INPUT section start

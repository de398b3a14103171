//! Composing-methods recipes: extract, inline and query temporaries.

use tracing::debug;

use super::{require, resolve_function_and_symbol, Recipe, RecipeParams};
use crate::analysis::{classify_range, collect_write_targets};
use crate::errors::{RefactorError, Result};
use crate::kinds;
use crate::locator::TargetReference;
use crate::mutator::{
    self, assignment_value, ensure_no_callable, TransformationPlan,
};
use crate::navigator::{
    self, body_of, parameter_names, select_statements, SymbolSite,
};
use crate::tree::{PyNode, SourceTree};

/// Extract a statement range into a new method (or function), wiring free
/// variables through parameters and return values.
pub struct ExtractMethod;

impl Recipe for ExtractMethod {
    fn name(&self) -> &'static str {
        "extract-method"
    }

    fn plan(
        &self,
        tree: &SourceTree,
        reference: &TargetReference,
        params: &RecipeParams,
    ) -> Result<TransformationPlan> {
        let new_name = require(&params.name, "--name", self.name())?;
        let (line_start, line_end) = line_span(reference)?;

        let target = navigator::resolve_function(tree, reference)?;
        let body = body_of(&target.function).ok_or_else(|| {
            RefactorError::TargetNotFound("function has no body".to_string())
        })?;
        let selected = select_statements(tree, &body, line_start, line_end)?;
        let classification = classify_range(&target, &selected);

        debug!(recipe = self.name(), name = new_name, "extracting statement range");
        mutator::extract_to_callable(tree, &target, &selected, &classification, new_name)
    }
}

/// Introduce an explaining variable for the expression at a single line.
pub struct ExtractVariable;

impl Recipe for ExtractVariable {
    fn name(&self) -> &'static str {
        "extract-variable"
    }

    fn plan(
        &self,
        tree: &SourceTree,
        reference: &TargetReference,
        params: &RecipeParams,
    ) -> Result<TransformationPlan> {
        let var_name = require(&params.name, "--name", self.name())?;
        let (line_start, line_end) = line_span(reference)?;

        let target = navigator::resolve_function(tree, reference)?;
        let body = body_of(&target.function).ok_or_else(|| {
            RefactorError::TargetNotFound("function has no body".to_string())
        })?;
        let selected = select_statements(tree, &body, line_start, line_end)?;
        let stmt = &selected[0];

        // Refuse to shadow an existing binding in the function.
        let mut bound = Vec::new();
        collect_write_targets(&body, &mut bound);
        bound.extend(
            parameter_names(&target.function)
                .iter()
                .map(|p| p.text().to_string()),
        );
        if bound.iter().any(|b| b == var_name) {
            return Err(RefactorError::NameConflict {
                name: var_name.to_string(),
                line: tree.first_line(&target.function),
            });
        }

        let expr = explained_expression(stmt).ok_or_else(|| {
            RefactorError::TargetNotFound(
                "statement has no expression to extract".to_string(),
            )
        })?;

        let indent = tree.node_indent(stmt).to_string();
        let mut plan = TransformationPlan::new();
        plan.insert(
            tree.line_start_offset(tree.first_line(stmt)),
            format!("{indent}{var_name} = {}\n", expr.text()),
        );
        plan.replace(expr.range().start..expr.range().end, var_name);
        Ok(plan)
    }
}

/// The expression worth naming within a statement: an assignment's
/// right-hand side, a conditional's condition, a return's value, or the
/// bare expression itself.
fn explained_expression<'t>(stmt: &PyNode<'t>) -> Option<PyNode<'t>> {
    match &*stmt.kind() {
        kinds::EXPRESSION_STATEMENT => {
            let inner = stmt.children().next()?;
            let inner_kind = inner.kind().to_string();
            if matches!(
                inner_kind.as_str(),
                kinds::ASSIGNMENT | kinds::AUGMENTED_ASSIGNMENT
            ) {
                assignment_value(&inner).ok()
            } else {
                Some(inner)
            }
        }
        kinds::IF_STATEMENT | kinds::WHILE_STATEMENT => stmt.children().nth(1),
        kinds::RETURN_STATEMENT => stmt.children().nth(1),
        _ => None,
    }
}

/// Replace every read of a single-assignment temporary with its initializer
/// and delete the temporary.
pub struct InlineTemp;

impl Recipe for InlineTemp {
    fn name(&self) -> &'static str {
        "inline-temp"
    }

    fn plan(
        &self,
        tree: &SourceTree,
        reference: &TargetReference,
        _params: &RecipeParams,
    ) -> Result<TransformationPlan> {
        let (target, symbol) = resolve_function_and_symbol(tree, reference)?;
        let assignment = match navigator::find_symbol_site(&target.function, &symbol)? {
            SymbolSite::Assignment(node) => node,
            SymbolSite::Parameter(_) => {
                return Err(RefactorError::TargetNotFound(format!(
                    "'{symbol}' is a parameter, not a temporary"
                )));
            }
        };
        mutator::inline_temp(tree, &target.function, &assignment, &symbol)
    }
}

/// Replace a temporary with a query method returning its initializer.
pub struct ReplaceTempWithQuery;

impl Recipe for ReplaceTempWithQuery {
    fn name(&self) -> &'static str {
        "replace-temp-with-query"
    }

    fn plan(
        &self,
        tree: &SourceTree,
        reference: &TargetReference,
        params: &RecipeParams,
    ) -> Result<TransformationPlan> {
        let (target, symbol) = resolve_function_and_symbol(tree, reference)?;
        let query_name = params.name.as_deref().unwrap_or(&symbol);

        let assignment = match navigator::find_symbol_site(&target.function, &symbol)? {
            SymbolSite::Assignment(node) => node,
            SymbolSite::Parameter(_) => {
                return Err(RefactorError::TargetNotFound(format!(
                    "'{symbol}' is a parameter, not a temporary"
                )));
            }
        };

        ensure_no_callable(tree, target.class.as_ref(), query_name)?;

        let value = assignment_value(&assignment)?;
        let call = match &target.class {
            Some(_) => format!("self.{query_name}()"),
            None => format!("{query_name}()"),
        };
        let mut plan =
            mutator::retire_temp(tree, &target.function, &assignment, &symbol, &call)?;

        // The query method holds the retired initializer.
        let def_indent = tree.node_indent(&target.function).to_string();
        let body_indent = format!("{def_indent}{}", tree.indent_unit());
        let receiver = if target.class.is_some() { "self" } else { "" };
        let def_text = format!(
            "\n{def_indent}def {query_name}({receiver}):\n{body_indent}return {}\n",
            value.text()
        );
        match &target.class {
            Some(class_node) => {
                mutator::append_to_class_body(tree, class_node, def_text, &mut plan)?;
            }
            None => {
                // Module-level: insert after the enclosing function.
                let offset = tree.line_start_offset(tree.last_line(&target.function) + 1);
                plan.insert(offset, def_text);
            }
        }
        Ok(plan)
    }
}

pub(crate) fn line_span(reference: &TargetReference) -> Result<(u32, u32)> {
    match (reference.line_start, reference.line_end) {
        (Some(start), Some(end)) => Ok((start, end)),
        _ => Err(RefactorError::Addressing(
            "address must carry a line span (#L<start>[-L<end>])".to_string(),
        )),
    }
}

INPUT section end

Look back at the data above. Transcribe exactly the lines starting at the line that contains "let def_indent = tree.node_indent(&target.function).to_string();" and ending at the line that contains "(Some(start), Some(end)) =>".

» **WRITTEN RESPONSE**:
        let def_indent = tree.node_indent(&target.function).to_string();
        let body_indent = format!("{def_indent}{}", tree.indent_unit());
        let receiver = if target.class.is_some() { "self" } else { "" };
        let def_text = format!(
            "\n{def_indent}def {query_name}({receiver}):\n{body_indent}return {}\n",
            value.text()
        );
        match &target.class {
            Some(class_node) => {
                mutator::append_to_class_body(tree, class_node, def_text, &mut plan)?;
            }
            None => {
                // Module-level: insert after the enclosing function.
                let offset = tree.line_start_offset(tree.last_line(&target.function) + 1);
                plan.insert(offset, def_text);
            }
        }
        Ok(plan)
    }
}

pub(crate) fn line_span(reference: &TargetReference) -> Result<(u32, u32)> {
    match (reference.line_start, reference.line_end) {
        (Some(start), Some(end)) => Ok((start, end)),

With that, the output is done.